Today, Constitution Day, Michele Bachmann wrote on her Congressional website — not her presidential candidacy website — an explanation as to why the Constitution is a great document — and why it is dead.

Everyone knows, from Junior High history classes, the greatness of the Constitution is its ability to be applied to what are now 224 years of change. It has stood the test of time because of both its simplicity and its elasticity.

But Michele Bachmann, founder and head of the House Tea Party Caucus, is of course a strict constitutionalist. In other words, if the words are not exactly written into the constitution, whatever the topic is, is unconstitutional.

Bachmann (or, her ghost writer,) in, “The Constitution: Freedom Defined,” pens two excellent paragraphs about the beauty of the Constitution.

But then she reveals her ignorance:

“Tragically though, over the years, activist judges and lawmakers have taken the Constitution’s sacred words and twisted them to include meanings the founders never intended. America, in several ways, has strayed away from our original moorings; so many have forgotten the words that guided our country’s greatness for so many years.”

Remember when a much less well-known and much less-dangerous Bachmann embarrassed herself cross-examining Tim Geithner and Ben Bernanke in 2009? (Look at the DOW numbers, too.)

What Geithner and Bernanke should have said was,

Article One of the United States Constitution, section 8, clause 18, says, “The Congress shall have Power – To make all Laws which shall be necessary and proper for carrying into Execution the foregoing Powers, and all other Powers vested by this Constitution in the Government of the United States, or in any Department or Officer thereof.”

Period. The end.

This is the “Necessary and Proper Clause,” also known as the “Elastic Clause.”

“Tragically though, over the years, activist judges and lawmakers have taken the Constitution’s sacred words and twisted them to include meanings the founders never intended,” Bachmann wrote.

Yes, twisted them to include things like atomic energy regulation, the Internet, public airways, airline travel, NASA, social security, the automobile…

The Constitution only works if it is elastic.

The Constitution and the Bible are similar in that if you claim only the words printed, with no interpretation or understanding of the beauty of their depth can be attributed to them, then both documents must be thrown in the trash, for they are dead, have long outlived their possible usefulness.

Or, you can do what every intelligent being since they were both drafted does: interpret.

Of course, Bachmann stupidly shoots herself in the foot with her very next line.
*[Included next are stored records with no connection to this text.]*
use fabula_common::{Cursor, Locus};

use crate::error::{LexError, LexErrorKind};
use crate::keywords::is_keyword;
use crate::token::{Tag, Token};

/// A fixed, longest-first list of multi-character operator spellings.
/// Tried in order before falling back to the single-character operator
/// set; mirrors the teacher's `lex_eq`/`lex_lt`/… per-leading-character
/// dispatch functions, but driven by a literal table per spec §4.1
/// rather than one method per leading character.
const MULTI_CHAR_OPERATORS: &[&str] = &[
    "===", "!==", "==", "!=", "<=", ">=", "&&", "||", "??", "+=", "-=", "*=", "/=", "->", "..",
];

const SINGLE_CHAR_OPERATORS: &[char] = &['+', '-', '*', '/', '%', '<', '>', '=', '&', '|', '^', '~'];

const SINGLE_CHAR_PUNCTUATORS: &[char] = &['(', ')', '{', '}', '[', ']', ',', '.', ';', ':', '@', '?', '!'];

fn is_ident_start(c: char) -> bool {
    c.is_ascii_alphabetic() || c == '_'
}

fn is_ident_continue(c: char) -> bool {
    c.is_ascii_alphanumeric() || c == '_'
}

/// Tokenizes Fabula source text. Pure; fails on the first unrecognized
/// byte or unterminated string literal (spec §4.1, §7).
pub struct Lexer<'src> {
    cursor: Cursor<'src>,
}

impl<'src> Lexer<'src> {
    pub fn new(source: &'src str) -> Self {
        Self {
            cursor: Cursor::new(source),
        }
    }

    /// Tokenize the entire source into a vector ending with exactly one
    /// `Eof` token (spec §8 property 4).
    pub fn tokenize(source: &'src str) -> Result<Vec<Token>, LexError> {
        let mut lexer = Lexer::new(source);
        let mut tokens = Vec::new();
        loop {
            let tok = lexer.next_token()?;
            let is_eof = tok.is(Tag::Eof);
            tokens.push(tok);
            if is_eof {
                break;
            }
        }
        Ok(tokens)
    }

    fn next_token(&mut self) -> Result<Token, LexError> {
        self.skip_insignificant_whitespace();

        let start = self.cursor.locus();
        let Some(c) = self.cursor.peek() else {
            return Ok(Token::new(Tag::Eof, "", start));
        };

        match c {
            '\n' => {
                self.cursor.advance();
                Ok(Token::new(Tag::Newline, "\n", start))
            }
            '#' => Ok(self.lex_comment(start)),
            '0'..='9' => Ok(self.lex_number(start)),
            '"' | '\'' => self.lex_string(start, c),
            '§' => {
                self.cursor.advance();
                Ok(Token::new(Tag::Punctuator, "§", start))
            }
            c if is_ident_start(c) => Ok(self.lex_identifier(start)),
            _ => self.lex_operator_or_punctuator(start, c),
        }
    }

    /// Space, tab, and carriage return are skipped silently; `\n` becomes
    /// a `Newline` token (spec §4.1).
    fn skip_insignificant_whitespace(&mut self) {
        self.cursor.eat_while(|c| c == ' ' || c == '\t' || c == '\r');
    }

    fn lex_comment(&mut self, start: Locus) -> Token {
        let begin = start.index;
        self.cursor.advance(); // '#'
        self.cursor.eat_while(|c| c != '\n');
        let end = self.cursor.locus().index;
        Token::new(Tag::Comment, self.cursor.slice(begin, end), start)
    }

    /// Contiguous run of digits, `.`, or `_`; classification into
    /// integer vs. float is deferred to the parser (spec §4.1).
    fn lex_number(&mut self, start: Locus) -> Token {
        let begin = start.index;
        self.cursor.eat_while(|c| c.is_ascii_digit() || c == '.' || c == '_');
        let end = self.cursor.locus().index;
        Token::new(Tag::Number, self.cursor.slice(begin, end), start)
    }

    fn lex_identifier(&mut self, start: Locus) -> Token {
        let begin = start.index;
        self.cursor.eat_while(is_ident_continue);
        let end = self.cursor.locus().index;
        let lexeme = self.cursor.slice(begin, end);
        let tag = if is_keyword(lexeme) { Tag::Keyword } else { Tag::Identifier };
        Token::new(tag, lexeme, start)
    }

    /// Single- and double-quoted strings support `\n \t \r \\ \" \'`
    /// escapes (any other escaped character yields the literal
    /// character). A three-character double-quote opener begins a
    /// triple-quoted string ending at the next triple-quote, with an
    /// immediate post-opener newline swallowed and a single trailing
    /// newline stripped before yielding (spec §4.1).
    fn lex_string(&mut self, start: Locus, quote: char) -> Result<Token, LexError> {
        self.cursor.advance(); // opening quote

        if quote == '"' && self.cursor.peek() == Some('"') && self.cursor.peek_next() == Some('"') {
            self.cursor.advance();
            self.cursor.advance();
            return self.lex_triple_quoted_string(start);
        }

        let mut value = String::new();
        loop {
            match self.cursor.peek() {
                None | Some('\n') => {
                    return Err(LexError::new(LexErrorKind::UnterminatedString, start));
                }
                Some(c) if c == quote => {
                    self.cursor.advance();
                    break;
                }
                Some('\\') => {
                    self.cursor.advance();
                    match self.cursor.peek() {
                        Some(escaped) => {
                            self.cursor.advance();
                            value.push(unescape(escaped));
                        }
                        None => return Err(LexError::new(LexErrorKind::UnterminatedString, start)),
                    }
                }
                Some(c) => {
                    self.cursor.advance();
                    value.push(c);
                }
            }
        }
        Ok(Token::new(Tag::String, value, start))
    }

    fn lex_triple_quoted_string(&mut self, start: Locus) -> Result<Token, LexError> {
        if self.cursor.peek() == Some('\n') {
            self.cursor.advance();
        }

        let mut value = String::new();
        loop {
            if self.cursor.peek() == Some('"') && self.cursor.peek_next() == Some('"') {
                // Need a third lookahead to confirm the closing `"""`.
                let mut probe = self.cursor.clone();
                probe.advance();
                probe.advance();
                if probe.peek() == Some('"') {
                    self.cursor.advance();
                    self.cursor.advance();
                    self.cursor.advance();
                    break;
                }
            }
            match self.cursor.peek() {
                None => return Err(LexError::new(LexErrorKind::UnterminatedString, start)),
                Some('\\') => {
                    self.cursor.advance();
                    match self.cursor.peek() {
                        Some(escaped) => {
                            self.cursor.advance();
                            value.push(unescape(escaped));
                        }
                        None => return Err(LexError::new(LexErrorKind::UnterminatedString, start)),
                    }
                }
                Some(c) => {
                    self.cursor.advance();
                    value.push(c);
                }
            }
        }

        if value.ends_with('\n') {
            value.pop();
        }
        Ok(Token::new(Tag::String, value, start))
    }

    fn lex_operator_or_punctuator(&mut self, start: Locus, c: char) -> Result<Token, LexError> {
        for op in MULTI_CHAR_OPERATORS {
            if self.matches_ahead(op) {
                for _ in 0..op.chars().count() {
                    self.cursor.advance();
                }
                return Ok(Token::new(Tag::Operator, *op, start));
            }
        }
        if SINGLE_CHAR_OPERATORS.contains(&c) {
            self.cursor.advance();
            return Ok(Token::new(Tag::Operator, c.to_string(), start));
        }
        if SINGLE_CHAR_PUNCTUATORS.contains(&c) {
            self.cursor.advance();
            return Ok(Token::new(Tag::Punctuator, c.to_string(), start));
        }
        self.cursor.advance();
        Err(LexError::new(LexErrorKind::UnrecognizedByte(c), start))
    }

    fn matches_ahead(&self, text: &str) -> bool {
        let mut probe = self.cursor.clone();
        for expected in text.chars() {
            match probe.peek() {
                Some(c) if c == expected => {
                    probe.advance();
                }
                _ => return false,
            }
        }
        true
    }
}

fn unescape(c: char) -> char {
    match c {
        'n' => '\n',
        't' => '\t',
        'r' => '\r',
        '\\' => '\\',
        '"' => '"',
        '\'' => '\'',
        other => other,
    }
}

/// Tokenize `source`, attributing errors to `filename` via the returned
/// `Locus`. `filename` is carried by the caller for diagnostic rendering
/// (spec §4.1's `lex(source, filename) -> tokens`).
pub fn lex(source: &str, _filename: &str) -> Result<Vec<Token>, LexError> {
    Lexer::tokenize(source)
}

/// Strip `Comment` and `Newline` tokens (spec §8 filtering property);
/// the parser never sees them.
pub fn prepare(tokens: Vec<Token>) -> Vec<Token> {
    tokens
        .into_iter()
        .filter(|t| !matches!(t.tag, Tag::Comment | Tag::Newline))
        .collect()
}

#[cfg(test)]
mod tests {
    use super::*;

    fn lex_ok(src: &str) -> Vec<Token> {
        lex(src, "test").expect("should lex")
    }

    #[test]
    fn ends_with_exactly_one_eof() {
        let tokens = lex_ok("varia x = 1");
        assert_eq!(tokens.last().unwrap().tag, Tag::Eof);
        assert_eq!(tokens.iter().filter(|t| t.tag == Tag::Eof).count(), 1);
    }

    #[test]
    fn keyword_vs_identifier() {
        let tokens = lex_ok("varia functio");
        assert_eq!(tokens[0].tag, Tag::Keyword);
        assert_eq!(tokens[0].lexeme, "varia");
        assert_eq!(tokens[1].tag, Tag::Keyword);
    }

    #[test]
    fn plain_identifier() {
        let tokens = lex_ok("fooBar");
        assert_eq!(tokens[0].tag, Tag::Identifier);
        assert_eq!(tokens[0].lexeme, "fooBar");
    }

    #[test]
    fn newline_and_comment_tokens_present_before_filtering() {
        let tokens = lex_ok("varia x # a comment\n");
        assert!(tokens.iter().any(|t| t.tag == Tag::Comment));
        assert!(tokens.iter().any(|t| t.tag == Tag::Newline));
    }

    #[test]
    fn prepare_strips_comments_and_newlines() {
        let tokens = lex_ok("varia x # hi\n= 1");
        let filtered = prepare(tokens);
        assert!(!filtered.iter().any(|t| matches!(t.tag, Tag::Comment | Tag::Newline)));
    }

    #[test]
    fn operators_longest_match_first() {
        let tokens = lex_ok("a === b");
        assert_eq!(tokens[1].lexeme, "===");
        let tokens = lex_ok("a == b");
        assert_eq!(tokens[1].lexeme, "==");
        let tokens = lex_ok("a = b");
        assert_eq!(tokens[1].lexeme, "=");
    }

    #[test]
    fn arrow_vs_minus_equals_vs_minus() {
        assert_eq!(lex_ok("->")[0].lexeme, "->");
        assert_eq!(lex_ok("-=")[0].lexeme, "-=");
        assert_eq!(lex_ok("-")[0].lexeme, "-");
    }

    #[test]
    fn range_vs_dot() {
        assert_eq!(lex_ok("1..2")[1].lexeme, "..");
        assert_eq!(lex_ok("1.2")[0].tag, Tag::Number); // number absorbs the dot
        assert_eq!(lex_ok("a.b")[1].lexeme, ".");
    }

    #[test]
    fn nullable_and_coalesce() {
        assert_eq!(lex_ok("T?")[1].lexeme, "?");
        assert_eq!(lex_ok("a ?? b")[1].lexeme, "??");
    }

    #[test]
    fn section_sign_is_a_punctuator() {
        let tokens = lex_ok("§ importa");
        assert_eq!(tokens[0].tag, Tag::Punctuator);
        assert_eq!(tokens[0].lexeme, "§");
        assert_eq!(tokens[1].tag, Tag::Keyword);
    }

    #[test]
    fn string_escapes() {
        let tokens = lex_ok(r#""a\nb\tc\\d\"e""#);
        assert_eq!(tokens[0].tag, Tag::String);
        assert_eq!(tokens[0].lexeme, "a\nb\tc\\d\"e");
    }

    #[test]
    fn string_unknown_escape_yields_literal_char() {
        let tokens = lex_ok(r#""a\zb""#);
        assert_eq!(tokens[0].lexeme, "azb");
    }

    #[test]
    fn triple_quoted_string_value() {
        let tokens = lex_ok("\"\"\"\nhello\n\"\"\"");
        assert_eq!(tokens[0].tag, Tag::String);
        assert_eq!(tokens[0].lexeme, "hello");
    }

    #[test]
    fn unterminated_string_is_an_error() {
        let err = lex("\"abc", "test").unwrap_err();
        assert_eq!(err.kind, LexErrorKind::UnterminatedString);
    }

    #[test]
    fn unrecognized_byte_is_an_error() {
        let err = lex("`", "test").unwrap_err();
        assert!(matches!(err.kind, LexErrorKind::UnrecognizedByte('`')));
    }

    #[test]
    fn locus_tracks_line_and_column() {
        let tokens = lex_ok("varia\nfixum");
        let fixum = tokens.iter().find(|t| t.lexeme == "fixum").unwrap();
        assert_eq!(fixum.locus.line, 2);
        assert_eq!(fixum.locus.column, 1);
    }

    #[test]
    fn keyword_as_field_name_still_lexes_as_keyword() {
        // `x.casu` -- `casu` lexes as Keyword; the parser's `expect_name`
        // is what allows it to be used as a member name.
        let tokens = lex_ok("x.casu");
        assert_eq!(tokens[2].tag, Tag::Keyword);
        assert_eq!(tokens[2].lexeme, "casu");
    }
}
“The beauty of the Constitution is that it’s not just a document, it is an idea.”

Via Dictionary.com:

i·de·a

[ahy-dee-uh, ahy-deeuh]

noun

1.
any conception existing in the mind as a result of mental understanding, awareness, or activity.
2.
a thought, conception, or notion: That is an excellent idea.
3.
an impression: He gave me a general idea of how he plans to run the department.
4.
an opinion, view, or belief: His ideas on raising children are certainly strange.

5.

a plan of action; an intention: the idea of becoming an engineer.

Exactly.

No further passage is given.